» **THE PROBLEM**: Produce a verbatim copy of the entries listed below.

++++++++

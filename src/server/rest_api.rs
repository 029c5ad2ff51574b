use std::sync::Arc;

use axum::extract::rejection::JsonRejection;
use axum::extract::{Query, Request, State};
use axum::http::{HeaderMap, StatusCode};
use axum::middleware::{self, Next};
use axum::response::{IntoResponse, Response};
use axum::routing::{get, post};
use axum::{Json, Router};
use serde::Deserialize;
use tower_http::trace::TraceLayer;

use crate::cache::{LazyCache, PlatformPush, PushOutcome, RefreshSelection};
use crate::error::{ScsError, StatusResponse};
use crate::validation::{validate_input, InputKind};

pub const ROLES_HEADER: &str = "X-Scs-Roles";

#[derive(Copy, Clone, Debug, PartialEq, Eq)]
pub enum Role {
    HostDataUpdater,
    HostDataReader,
    CacheManager,
}

impl Role {
    pub fn as_str(&self) -> &'static str {
        match self {
            Role::HostDataUpdater => "HostDataUpdater",
            Role::HostDataReader => "HostDataReader",
            Role::CacheManager => "CacheManager",
        }
    }
}

/// Endpoint-level role check. Token validation itself happens in the
/// fronting authenticator; this seam only consumes its result.
pub trait Authorizer: Send + Sync {
    fn authorize(&self, headers: &HeaderMap, role: Role) -> Result<(), ScsError>;
}

/// Reads the comma-separated role list the authenticating front end
/// injects into `X-Scs-Roles` after validating the caller's token.
pub struct HeaderRoleAuthorizer;

impl Authorizer for HeaderRoleAuthorizer {
    fn authorize(&self, headers: &HeaderMap, role: Role) -> Result<(), ScsError> {
        let granted = headers
            .get(ROLES_HEADER)
            .and_then(|value| value.to_str().ok())
            .unwrap_or("");
        if granted
            .split(',')
            .map(str::trim)
            .any(|granted_role| granted_role == role.as_str())
        {
            Ok(())
        } else {
            Err(ScsError::Unauthorized(role.as_str().to_string()))
        }
    }
}

#[derive(Clone)]
pub struct AppState {
    pub cache: Arc<LazyCache>,
    pub authorizer: Arc<dyn Authorizer>,
}

/// State for the role-checking middleware: the shared authorizer plus
/// the role the guarded route requires.
#[derive(Clone)]
struct RoleCtx {
    authorizer: Arc<dyn Authorizer>,
    role: Role,
}

impl RoleCtx {
    fn new(state: &AppState, role: Role) -> Self {
        Self {
            authorizer: state.authorizer.clone(),
            role,
        }
    }
}

async fn require_role(State(ctx): State<RoleCtx>, request: Request, next: Next) -> Response {
    if let Err(err) = ctx.authorizer.authorize(request.headers(), ctx.role) {
        return err.into_response();
    }
    next.run(request).await
}

pub fn router(state: AppState) -> Router {
    Router::new()
        .route(
            "/platforms",
            post(push_platform).route_layer(middleware::from_fn_with_state(
                RoleCtx::new(&state, Role::HostDataUpdater),
                require_role,
            )),
        )
        .route(
            "/refreshes",
            get(refresh_collateral).route_layer(middleware::from_fn_with_state(
                RoleCtx::new(&state, Role::CacheManager),
                require_role,
            )),
        )
        .route(
            "/tcbstatus",
            get(get_tcb_status).route_layer(middleware::from_fn_with_state(
                RoleCtx::new(&state, Role::HostDataReader),
                require_role,
            )),
        )
        .layer(TraceLayer::new_for_http())
        .with_state(state)
}

/// `POST /platforms` request body. Unknown fields are rejected.
#[derive(Clone, Debug, Deserialize)]
#[serde(deny_unknown_fields)]
struct PlatformInfo {
    #[serde(default)]
    enc_ppid: String,
    cpu_svn: String,
    pce_svn: String,
    pce_id: String,
    qe_id: String,
    #[serde(default)]
    manifest: String,
}

impl PlatformInfo {
    fn validate(&self) -> Result<(), ScsError> {
        let invalid = || ScsError::InvalidInput("invalid query param data".to_string());

        // The encrypted PPID is only optional when a manifest replaces it.
        if self.manifest.is_empty() || !self.enc_ppid.is_empty() {
            if !validate_input(InputKind::EncryptedPpid, &self.enc_ppid) {
                return Err(invalid());
            }
        }
        if !validate_input(InputKind::CpuSvn, &self.cpu_svn)
            || !validate_input(InputKind::PceSvn, &self.pce_svn)
            || !validate_input(InputKind::PceId, &self.pce_id)
            || !validate_input(InputKind::QeId, &self.qe_id)
        {
            return Err(invalid());
        }
        Ok(())
    }
}

async fn push_platform(
    State(state): State<AppState>,
    payload: Result<Json<PlatformInfo>, JsonRejection>,
) -> Result<Response, ScsError> {
    let Json(info) = payload.map_err(|err| ScsError::InvalidInput(err.to_string()))?;
    info.validate()?;

    let push = PlatformPush {
        enc_ppid: info.enc_ppid.to_lowercase(),
        cpu_svn: info.cpu_svn.to_lowercase(),
        pce_svn: info.pce_svn.to_lowercase(),
        pce_id: info.pce_id.to_lowercase(),
        qe_id: info.qe_id.to_lowercase(),
        manifest: info.manifest,
    };

    match state.cache.push_platform(push).await? {
        PushOutcome::AlreadyCached => Ok((
            StatusCode::OK,
            Json(StatusResponse::new("Success", "platform info already cached")),
        )
            .into_response()),
        PushOutcome::Created => {
            tracing::info!("platform data pushed");
            Ok((
                StatusCode::CREATED,
                Json(StatusResponse::new("Created", "platform data pushed to scs")),
            )
                .into_response())
        }
    }
}

#[derive(Debug, Deserialize)]
struct RefreshParams {
    #[serde(rename = "type")]
    refresh_type: Option<String>,
}

async fn refresh_collateral(
    State(state): State<AppState>,
    Query(params): Query<RefreshParams>,
) -> Result<Response, ScsError> {
    let selection = match params.refresh_type.as_deref() {
        None => None,
        Some(value) if validate_input(InputKind::RefreshType, value) => {
            if value == "certs" {
                Some(RefreshSelection::Certs)
            } else {
                Some(RefreshSelection::Tcbs)
            }
        }
        Some(_) => {
            return Err(ScsError::InvalidInput("invalid query param data".to_string()));
        }
    };

    match state.cache.refresh(selection).await {
        Ok(()) => {
            tracing::info!("platform collateral refreshed");
            Ok((
                StatusCode::OK,
                Json(StatusResponse::new(
                    "Success",
                    "sgx collaterals refreshed successfully",
                )),
            )
                .into_response())
        }
        Err(ScsError::NotFound(reason)) => {
            tracing::warn!(%reason, "refresh walk found nothing to refresh");
            Ok((
                StatusCode::NOT_FOUND,
                Json(StatusResponse::new(
                    "Failure",
                    "could not find platform info in database",
                )),
            )
                .into_response())
        }
        Err(err) => Err(err),
    }
}

#[derive(Debug, Deserialize)]
struct TcbStatusParams {
    qeid: Option<String>,
}

async fn get_tcb_status(
    State(state): State<AppState>,
    Query(params): Query<TcbStatusParams>,
) -> Result<Response, ScsError> {
    let qe_id = params
        .qeid
        .ok_or_else(|| ScsError::InvalidInput("query data not provided".to_string()))?;
    if !validate_input(InputKind::QeId, &qe_id) {
        return Err(ScsError::InvalidInput("invalid qeid".to_string()));
    }

    let report = state.cache.tcb_status(&qe_id.to_lowercase()).await?;
    let status = if report.up_to_date { "true" } else { "false" };
    Ok((
        StatusCode::OK,
        Json(StatusResponse::new(status, report.message)),
    )
        .into_response())
}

++++++++

» **SOLUTION**:
filename src/server/rest_api.rs
repository 029c5ad2ff51574b
use std::sync::Arc;

use axum::extract::rejection::JsonRejection;
use axum::extract::{Query, Request, State};
use axum::http::{HeaderMap, StatusCode};
use axum::middleware::{self, Next};
use axum::response::{IntoResponse, Response};
use axum::routing::{get, post};
use axum::{Json, Router};
use serde::Deserialize;
use tower_http::trace::TraceLayer;

use crate::cache::{LazyCache, PlatformPush, PushOutcome, RefreshSelection};
use crate::error::{ScsError, StatusResponse};
use crate::validation::{validate_input, InputKind};

pub const ROLES_HEADER: &str = "X-Scs-Roles";

#[derive(Copy, Clone, Debug, PartialEq, Eq)]
pub enum Role {
    HostDataUpdater,
    HostDataReader,
    CacheManager,
}

impl Role {
    pub fn as_str(&self) -> &'static str {
        match self {
            Role::HostDataUpdater => "HostDataUpdater",
            Role::HostDataReader => "HostDataReader",
            Role::CacheManager => "CacheManager",
        }
    }
}

/// Endpoint-level role check. Token validation itself happens in the
/// fronting authenticator; this seam only consumes its result.
pub trait Authorizer: Send + Sync {
    fn authorize(&self, headers: &HeaderMap, role: Role) -> Result<(), ScsError>;
}

/// Reads the comma-separated role list the authenticating front end
/// injects into `X-Scs-Roles` after validating the caller's token.
pub struct HeaderRoleAuthorizer;

impl Authorizer for HeaderRoleAuthorizer {
    fn authorize(&self, headers: &HeaderMap, role: Role) -> Result<(), ScsError> {
        let granted = headers
            .get(ROLES_HEADER)
            .and_then(|value| value.to_str().ok())
            .unwrap_or("");
        if granted
            .split(',')
            .map(str::trim)
            .any(|granted_role| granted_role == role.as_str())
        {
            Ok(())
        } else {
            Err(ScsError::Unauthorized(role.as_str().to_string()))
        }
    }
}

#[derive(Clone)]
pub struct AppState {
    pub cache: Arc<LazyCache>,
    pub authorizer: Arc<dyn Authorizer>,
}

/// State for the role-checking middleware: the shared authorizer plus
/// the role the guarded route requires.
#[derive(Clone)]
struct RoleCtx {
    authorizer: Arc<dyn Authorizer>,
    role: Role,
}

impl RoleCtx {
    fn new(state: &AppState, role: Role) -> Self {
        Self {
            authorizer: state.authorizer.clone(),
            role,
        }
    }
}

async fn require_role(State(ctx): State<RoleCtx>, request: Request, next: Next) -> Response {
    if let Err(err) = ctx.authorizer.authorize(request.headers(), ctx.role) {
        return err.into_response();
    }
    next.run(request).await
}

pub fn router(state: AppState) -> Router {
    Router::new()
        .route(
            "/platforms",
            post(push_platform).route_layer(middleware::from_fn_with_state(
                RoleCtx::new(&state, Role::HostDataUpdater),
                require_role,
            )),
        )
        .route(
            "/refreshes",
            get(refresh_collateral).route_layer(middleware::from_fn_with_state(
                RoleCtx::new(&state, Role::CacheManager),
                require_role,
            )),
        )
        .route(
            "/tcbstatus",
            get(get_tcb_status).route_layer(middleware::from_fn_with_state(
                RoleCtx::new(&state, Role::HostDataReader),
                require_role,
            )),
        )
        .layer(TraceLayer::new_for_http())
        .with_state(state)
}

/// `POST /platforms` request body. Unknown fields are rejected.
#[derive(Clone, Debug, Deserialize)]
#[serde(deny_unknown_fields)]
struct PlatformInfo {
    #[serde(default)]
    enc_ppid: String,
    cpu_svn: String,
    pce_svn: String,
    pce_id: String,
    qe_id: String,
    #[serde(default)]
    manifest: String,
}

impl PlatformInfo {
    fn validate(&self) -> Result<(), ScsError> {
        let invalid = || ScsError::InvalidInput("invalid query param data".to_string());

        // The encrypted PPID is only optional when a manifest replaces it.
        if self.manifest.is_empty() || !self.enc_ppid.is_empty() {
            if !validate_input(InputKind::EncryptedPpid, &self.enc_ppid) {
                return Err(invalid());
            }
        }
        if !validate_input(InputKind::CpuSvn, &self.cpu_svn)
            || !validate_input(InputKind::PceSvn, &self.pce_svn)
            || !validate_input(InputKind::PceId, &self.pce_id)
            || !validate_input(InputKind::QeId, &self.qe_id)
        {
            return Err(invalid());
        }
        Ok(())
    }
}

async fn push_platform(
    State(state): State<AppState>,
    payload: Result<Json<PlatformInfo>, JsonRejection>,
) -> Result<Response, ScsError> {
    let Json(info) = payload.map_err(|err| ScsError::InvalidInput(err.to_string()))?;
    info.validate()?;

    let push = PlatformPush {
        enc_ppid: info.enc_ppid.to_lowercase(),
        cpu_svn: info.cpu_svn.to_lowercase(),
        pce_svn: info.pce_svn.to_lowercase(),
        pce_id: info.pce_id.to_lowercase(),
        qe_id: info.qe_id.to_lowercase(),
        manifest: info.manifest,
    };

    match state.cache.push_platform(push).await? {
        PushOutcome::AlreadyCached => Ok((
            StatusCode::OK,
            Json(StatusResponse::new("Success", "platform info already cached")),
        )
            .into_response()),
        PushOutcome::Created => {
            tracing::info!("platform data pushed");
            Ok((
                StatusCode::CREATED,
                Json(StatusResponse::new("Created", "platform data pushed to scs")),
            )
                .into_response())
        }
    }
}

#[derive(Debug, Deserialize)]
struct RefreshParams {
    #[serde(rename = "type")]
    refresh_type: Option<String>,
}

async fn refresh_collateral(
    State(state): State<AppState>,
    Query(params): Query<RefreshParams>,
) -> Result<Response, ScsError> {
    let selection = match params.refresh_type.as_deref() {
        None => None,
        Some(value) if validate_input(InputKind::RefreshType, value) => {
            if value == "certs" {
                Some(RefreshSelection::Certs)
            } else {
                Some(RefreshSelection::Tcbs)
            }
        }
        Some(_) => {
            return Err(ScsError::InvalidInput("invalid query param data".to_string()));
        }
    };

    match state.cache.refresh(selection).await {
        Ok(()) => {
            tracing::info!("platform collateral refreshed");
            Ok((
                StatusCode::OK,
                Json(StatusResponse::new(
                    "Success",
                    "sgx collaterals refreshed successfully",
                )),
            )
                .into_response())
        }
        Err(ScsError::NotFound(reason)) => {
            tracing::warn!(%reason, "refresh walk found nothing to refresh");
            Ok((
                StatusCode::NOT_FOUND,
                Json(StatusResponse::new(
                    "Failure",
                    "could not find platform info in database",
                )),
            )
                .into_response())
        }
        Err(err) => Err(err),
    }
}

#[derive(Debug, Deserialize)]
struct TcbStatusParams {
    qeid: Option<String>,
}

async fn get_tcb_status(
    State(state): State<AppState>,
    Query(params): Query<TcbStatusParams>,
) -> Result<Response, ScsError> {
    let qe_id = params
        .qeid
        .ok_or_else(|| ScsError::InvalidInput("query data not provided".to_string()))?;
    if !validate_input(InputKind::QeId, &qe_id) {
        return Err(ScsError::InvalidInput("invalid qeid".to_string()));
    }

    let report = state.cache.tcb_status(&qe_id.to_lowercase()).await?;
    let status = if report.up_to_date { "true" } else { "false" };
    Ok((
        StatusCode::OK,
        Json(StatusResponse::new(status, report.message)),
    )
        .into_response())
}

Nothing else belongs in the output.